We all come from a place of utter darkness.  A womb, warm and nurturing, but black as the blackest night.  We are born into the light.   A world of brightness, noise and chaos.  Confusion.  And cold.  It is a shocking experience, one we aren’t equipped to comprehend.  Suddenly, we are alone in a strange and frightening place, no longer embraced, required to exist on our own, though without the skill to survive unless we are provided with care and sustenance.

Care and sustenance are rare commodities.

I was born at 10:03 a.m. on a cloudy day beneath a sky that was normally clear and deep blue.  I was born into the light, but it was filled with shadows. Thrust into that murky daylight where sound was no longer muffled and all nurturing abruptly ended.

I cried.

My parents said they wanted me, or thought they did.  But their reasons centered around themselves and their needs.  They wanted the experience of having a child, for they had been told it would bring them fulfillment and great joy.  It was what married people did back then.  They fantasized that a tiny baby would suddenly give meaning to their life and fill every void they had ever felt in their heart and soul.  I was intended to be the rainbow after the storm.  I was meant to make all their dreams come true, like a magic wand in a fairy tale with a happy ending.

Thus, they didn’t know what to do with me when reality and I finally arrived.  I wasn’t supposed to be a burden.  I was created to lighten their load, to make them blissful and content.  But they didn’t feel bliss, or even happiness as they held me that first day shortly after birth.  They felt overwhelmed.  I was tiny and demanding and they didn’t even know how to pick me up or hold me without my head flopping about.  They quickly put me back in the incubator and stood staring at me, wondering what they had gotten themselves into.  As I lay helplessly screaming and kicking tiny fists and feet, they began to consider that they had made a mistake.  I needed them.  Needed things from them.  This was not at all what they had expected.  This was not what they had planned.

No wonder it took a couple of weeks for them to name me.  They were probably trying to decide if they wanted to give me back.

In a flash, with my birth, the shadows came.  Shadows and clouds covering the light.  They blamed me for the clouds.  For not chasing them away.  For not bringing sunshine and rainbows.  And perhaps they were right to hold me responsible.  For shadows have certainly followed and haunted me throughout my life.  They have trailed me wherever I have traveled.  I have never been able to leave myself…or them…behind.

I was born to be used, and use me they did, again and again, in every way and in every form possible.  By the time I was in grade school, the shadows no longer wrapped themselves around me.  They covered me like skin.  They were inside of me.  Part of me.  Cells and molecules.   My DNA.

They ate me for breakfast.  Became one with the air I breathed.  The inky, obscure blackness I lived in became the blood that pulsed through my veins.  It was all I knew.  It became who I was.

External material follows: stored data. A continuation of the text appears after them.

// =============================================================================
// OHLCCache — fixed-timeframe bar rollups derived from the tick stream
// =============================================================================
//
// For each (symbol, timeframe) the cache keeps a ring of the last K finalized
// bars plus the current in-progress bar. The price input is always the mid
// price (bid+ask)/2. Bar keys are aligned: open_ts = floor(ts/tf)*tf.
//
// Empty intervals between ticks are filled with flat bars at the previous
// close so a series is contiguous once a later bar has materialized.
// =============================================================================

use std::collections::{HashMap, VecDeque};
use std::path::Path;

use anyhow::{Context, Result};
use parking_lot::RwLock;
use serde::{Deserialize, Serialize};
use tracing::{debug, warn};

use crate::market_data::Tick;

/// Supported bar timeframes in seconds.
pub const TIMEFRAMES: [u32; 6] = [60, 300, 900, 3600, 14_400, 86_400];

/// Parse an API timeframe label (`1m|5m|15m|1h|4h|1d`) into seconds.
pub fn timeframe_seconds(label: &str) -> Option<u32> {
    match label {
        "1m" => Some(60),
        "5m" => Some(300),
        "15m" => Some(900),
        "1h" => Some(3600),
        "4h" => Some(14_400),
        "1d" => Some(86_400),
        _ => None,
    }
}

// ---------------------------------------------------------------------------
// Bar
// ---------------------------------------------------------------------------

/// One OHLC bar. `open_ts` is in seconds, aligned to the timeframe.
#[derive(Debug, Clone, Copy, PartialEq, Serialize, Deserialize)]
pub struct OhlcBar {
    pub open_ts: i64,
    pub o: f64,
    pub h: f64,
    pub l: f64,
    pub c: f64,
    pub volume_ticks: u64,
}

impl OhlcBar {
    fn start(open_ts: i64, price: f64) -> Self {
        Self {
            open_ts,
            o: price,
            h: price,
            l: price,
            c: price,
            volume_ticks: 1,
        }
    }

    /// Flat filler for an interval that saw no ticks.
    fn flat(open_ts: i64, price: f64) -> Self {
        Self {
            open_ts,
            o: price,
            h: price,
            l: price,
            c: price,
            volume_ticks: 0,
        }
    }

    fn apply(&mut self, price: f64) {
        self.h = self.h.max(price);
        self.l = self.l.min(price);
        self.c = price;
        self.volume_ticks += 1;
    }
}

// ---------------------------------------------------------------------------
// Cache
// ---------------------------------------------------------------------------

#[derive(Default)]
struct Series {
    bars: VecDeque<OhlcBar>,
    current: Option<OhlcBar>,
}

pub struct OhlcCache {
    capacity: usize,
    inner: RwLock<HashMap<(String, u32), Series>>,
}

impl OhlcCache {
    pub fn new(capacity: usize) -> Self {
        Self {
            capacity,
            inner: RwLock::new(HashMap::new()),
        }
    }

    /// Fold an accepted tick into every timeframe's series for its symbol.
    ///
    /// Returns the bars finalized by this tick as `(timeframe, bar)` pairs
    /// so bar-close consumers (ATR trailing) can react without polling.
    pub fn update(&self, tick: &Tick) -> Vec<(u32, OhlcBar)> {
        let mid = tick.mid();
        let ts_s = tick.timestamp_ms / 1000;
        let mut closed = Vec::new();

        let mut inner = self.inner.write();
        for &tf in &TIMEFRAMES {
            let bucket = ts_s / i64::from(tf) * i64::from(tf);
            let series = inner
                .entry((tick.symbol.clone(), tf))
                .or_default();

            match series.current {
                None => {
                    series.current = Some(OhlcBar::start(bucket, mid));
                }
                Some(ref mut current) if bucket == current.open_ts => {
                    current.apply(mid);
                }
                Some(current) if bucket > current.open_ts => {
                    // Finalize the live bar, fill any empty intervals, then
                    // open the new one.
                    series.bars.push_back(current);
                    closed.push((tf, current));

                    let mut next = current.open_ts + i64::from(tf);
                    while next < bucket {
                        let filler = OhlcBar::flat(next, current.c);
                        series.bars.push_back(filler);
                        closed.push((tf, filler));
                        next += i64::from(tf);
                    }
                    while series.bars.len() > self.capacity {
                        series.bars.pop_front();
                    }
                    series.current = Some(OhlcBar::start(bucket, mid));
                }
                Some(_) => {
                    // Tick older than the live bar; the hub's ordering rule
                    // makes this rare, drop it here too.
                    debug!(symbol = %tick.symbol, tf, "stale tick ignored by ohlc");
                }
            }
        }
        closed
    }

    /// Last `limit` finalized bars plus the in-progress bar as the final
    /// element, oldest first.
    pub fn history(&self, symbol: &str, timeframe_s: u32, limit: usize) -> Vec<OhlcBar> {
        let inner = self.inner.read();
        let Some(series) = inner.get(&(symbol.to_string(), timeframe_s)) else {
            return Vec::new();
        };

        let start = series.bars.len().saturating_sub(limit);
        let mut out: Vec<OhlcBar> = series.bars.iter().skip(start).copied().collect();
        if let Some(current) = series.current {
            out.push(current);
        }
        out
    }

    /// Persist every series' finalized bars to
    /// `{dir}/{SYMBOL}/{TF}.json` (tmp + rename per file).
    pub fn flush(&self, dir: &Path) {
        let snapshots: Vec<((String, u32), Vec<OhlcBar>)> = {
            let inner = self.inner.read();
            inner
                .iter()
                .map(|(key, series)| (key.clone(), series.bars.iter().copied().collect()))
                .collect()
        };

        for ((symbol, tf), bars) in snapshots {
            if bars.is_empty() {
                continue;
            }
            if let Err(e) = write_series(dir, &symbol, tf, &bars) {
                warn!(symbol = %symbol, tf, error = %e, "ohlc flush failed");
            }
        }
    }
}

fn write_series(dir: &Path, symbol: &str, tf: u32, bars: &[OhlcBar]) -> Result<()> {
    let sym_dir = dir.join(symbol);
    std::fs::create_dir_all(&sym_dir)
        .with_context(|| format!("failed to create {}", sym_dir.display()))?;
    let path = sym_dir.join(format!("{tf}.json"));
    let tmp = path.with_extension("json.tmp");
    let body = serde_json::to_string(bars).context("failed to serialise ohlc series")?;
    std::fs::write(&tmp, body).with_context(|| format!("failed to write {}", tmp.display()))?;
    std::fs::rename(&tmp, &path)
        .with_context(|| format!("failed to rename {}", tmp.display()))?;
    Ok(())
}

impl std::fmt::Debug for OhlcCache {
    fn fmt(&self, f: &mut std::fmt::Formatter<'_>) -> std::fmt::Result {
        f.debug_struct("OhlcCache")
            .field("capacity", &self.capacity)
            .field("series", &self.inner.read().len())
            .finish()
    }
}

// =============================================================================
// Tests
// =============================================================================
#[cfg(test)]
mod tests {
    use super::*;

    fn tick(ts_ms: i64, bid: f64, ask: f64) -> Tick {
        Tick {
            symbol: "EURUSD".into(),
            bid,
            ask,
            timestamp_ms: ts_ms,
            lp_id: "lpa".into(),
        }
    }

    #[test]
    fn timeframe_labels() {
        assert_eq!(timeframe_seconds("1m"), Some(60));
        assert_eq!(timeframe_seconds("4h"), Some(14_400));
        assert_eq!(timeframe_seconds("2m"), None);
    }

    #[test]
    fn bars_align_to_timeframe() {
        let cache = OhlcCache::new(500);
        cache.update(&tick(90_500, 1.0, 1.0)); // 90.5 s -> bucket 60
        let bars = cache.history("EURUSD", 60, 10);
        assert_eq!(bars.len(), 1); // in-progress only
        assert_eq!(bars[0].open_ts, 60);
        assert_eq!(bars[0].open_ts % 60, 0);
    }

    #[test]
    fn mid_price_drives_ohlc() {
        let cache = OhlcCache::new(500);
        cache.update(&tick(0, 1.0, 2.0)); // mid 1.5
        cache.update(&tick(1_000, 2.0, 4.0)); // mid 3.0
        cache.update(&tick(2_000, 0.5, 1.5)); // mid 1.0

        let bars = cache.history("EURUSD", 60, 10);
        let bar = bars.last().unwrap();
        assert_eq!(bar.o, 1.5);
        assert_eq!(bar.h, 3.0);
        assert_eq!(bar.l, 1.0);
        assert_eq!(bar.c, 1.0);
        assert_eq!(bar.volume_ticks, 3);
    }

    #[test]
    fn bar_finalizes_on_advance() {
        let cache = OhlcCache::new(500);
        cache.update(&tick(10_000, 1.0, 1.0));
        let closed = cache.update(&tick(70_000, 2.0, 2.0));

        let closed_1m: Vec<_> = closed.iter().filter(|(tf, _)| *tf == 60).collect();
        assert_eq!(closed_1m.len(), 1);
        assert_eq!(closed_1m[0].1.open_ts, 0);
        assert_eq!(closed_1m[0].1.c, 1.0);

        let bars = cache.history("EURUSD", 60, 10);
        assert_eq!(bars.len(), 2); // one finalized + in-progress
        assert_eq!(bars[1].open_ts, 60);
    }

    #[test]
    fn gaps_are_filled_flat() {
        let cache = OhlcCache::new(500);
        cache.update(&tick(0, 1.0, 1.0));
        cache.update(&tick(200_000, 2.0, 2.0)); // 200 s -> skips bars 60 & 120

        let bars = cache.history("EURUSD", 60, 10);
        let finalized = &bars[..bars.len() - 1];
        assert_eq!(finalized.len(), 3);
        // Contiguous open_ts.
        assert_eq!(finalized[0].open_ts, 0);
        assert_eq!(finalized[1].open_ts, 60);
        assert_eq!(finalized[2].open_ts, 120);
        // Fillers carry the previous close with zero tick volume.
        assert_eq!(finalized[1].c, 1.0);
        assert_eq!(finalized[1].volume_ticks, 0);
    }

    #[test]
    fn invariant_low_high_bounds() {
        let cache = OhlcCache::new(500);
        for i in 0..50 {
            let mid = 1.0 + ((i as f64) * 0.7).sin() * 0.1;
            cache.update(&tick(i * 3_000, mid, mid));
        }
        for bar in cache.history("EURUSD", 60, 100) {
            assert!(bar.l <= bar.o.min(bar.c));
            assert!(bar.h >= bar.o.max(bar.c));
            assert_eq!(bar.open_ts % 60, 0);
        }
    }

    #[test]
    fn capacity_trims_oldest() {
        let cache = OhlcCache::new(3);
        for i in 0..10 {
            cache.update(&tick(i * 60_000, 1.0, 1.0));
        }
        let bars = cache.history("EURUSD", 60, 100);
        // 3 finalized + 1 in-progress.
        assert_eq!(bars.len(), 4);
        assert_eq!(bars[0].open_ts, 360);
    }

    #[test]
    fn flush_writes_series_files() {
        let dir = tempfile::tempdir().unwrap();
        let cache = OhlcCache::new(500);
        cache.update(&tick(0, 1.0, 1.0));
        cache.update(&tick(61_000, 1.1, 1.1));
        cache.flush(dir.path());

        let path = dir.path().join("EURUSD").join("60.json");
        let content = std::fs::read_to_string(path).unwrap();
        let bars: Vec<OhlcBar> = serde_json::from_str(&content).unwrap();
        assert_eq!(bars.len(), 1);
        assert_eq!(bars[0].open_ts, 0);
    }
}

I grew in the darkness; was raised in the shadows.  Not the darkness of a loving womb.  Not even that of a womb done with its job, spitting me out because this is how life begins.  This darkness left me cold, empty and defenseless, having to find my way as best I could.  This darkness damaged me deeply.  Hid the sun and stole all of my hope.  I lived very small.  Cloaked in silence, wrapped in gloom.  Doing my best to survive in a hostile, lonely and dangerous world.

I was born into the arms of the shadows, suckled at their inky breast.  They fed me emptiness, pain and sadness.  Laughed when I was abused.  I have lived in their gloom and there I remain.  Still longing for warmth, for light, for love, but lost in the darkness waiting for a happy ending, just as my parents foolishly did.  A happy ending that, like me, will never come to see the light of day.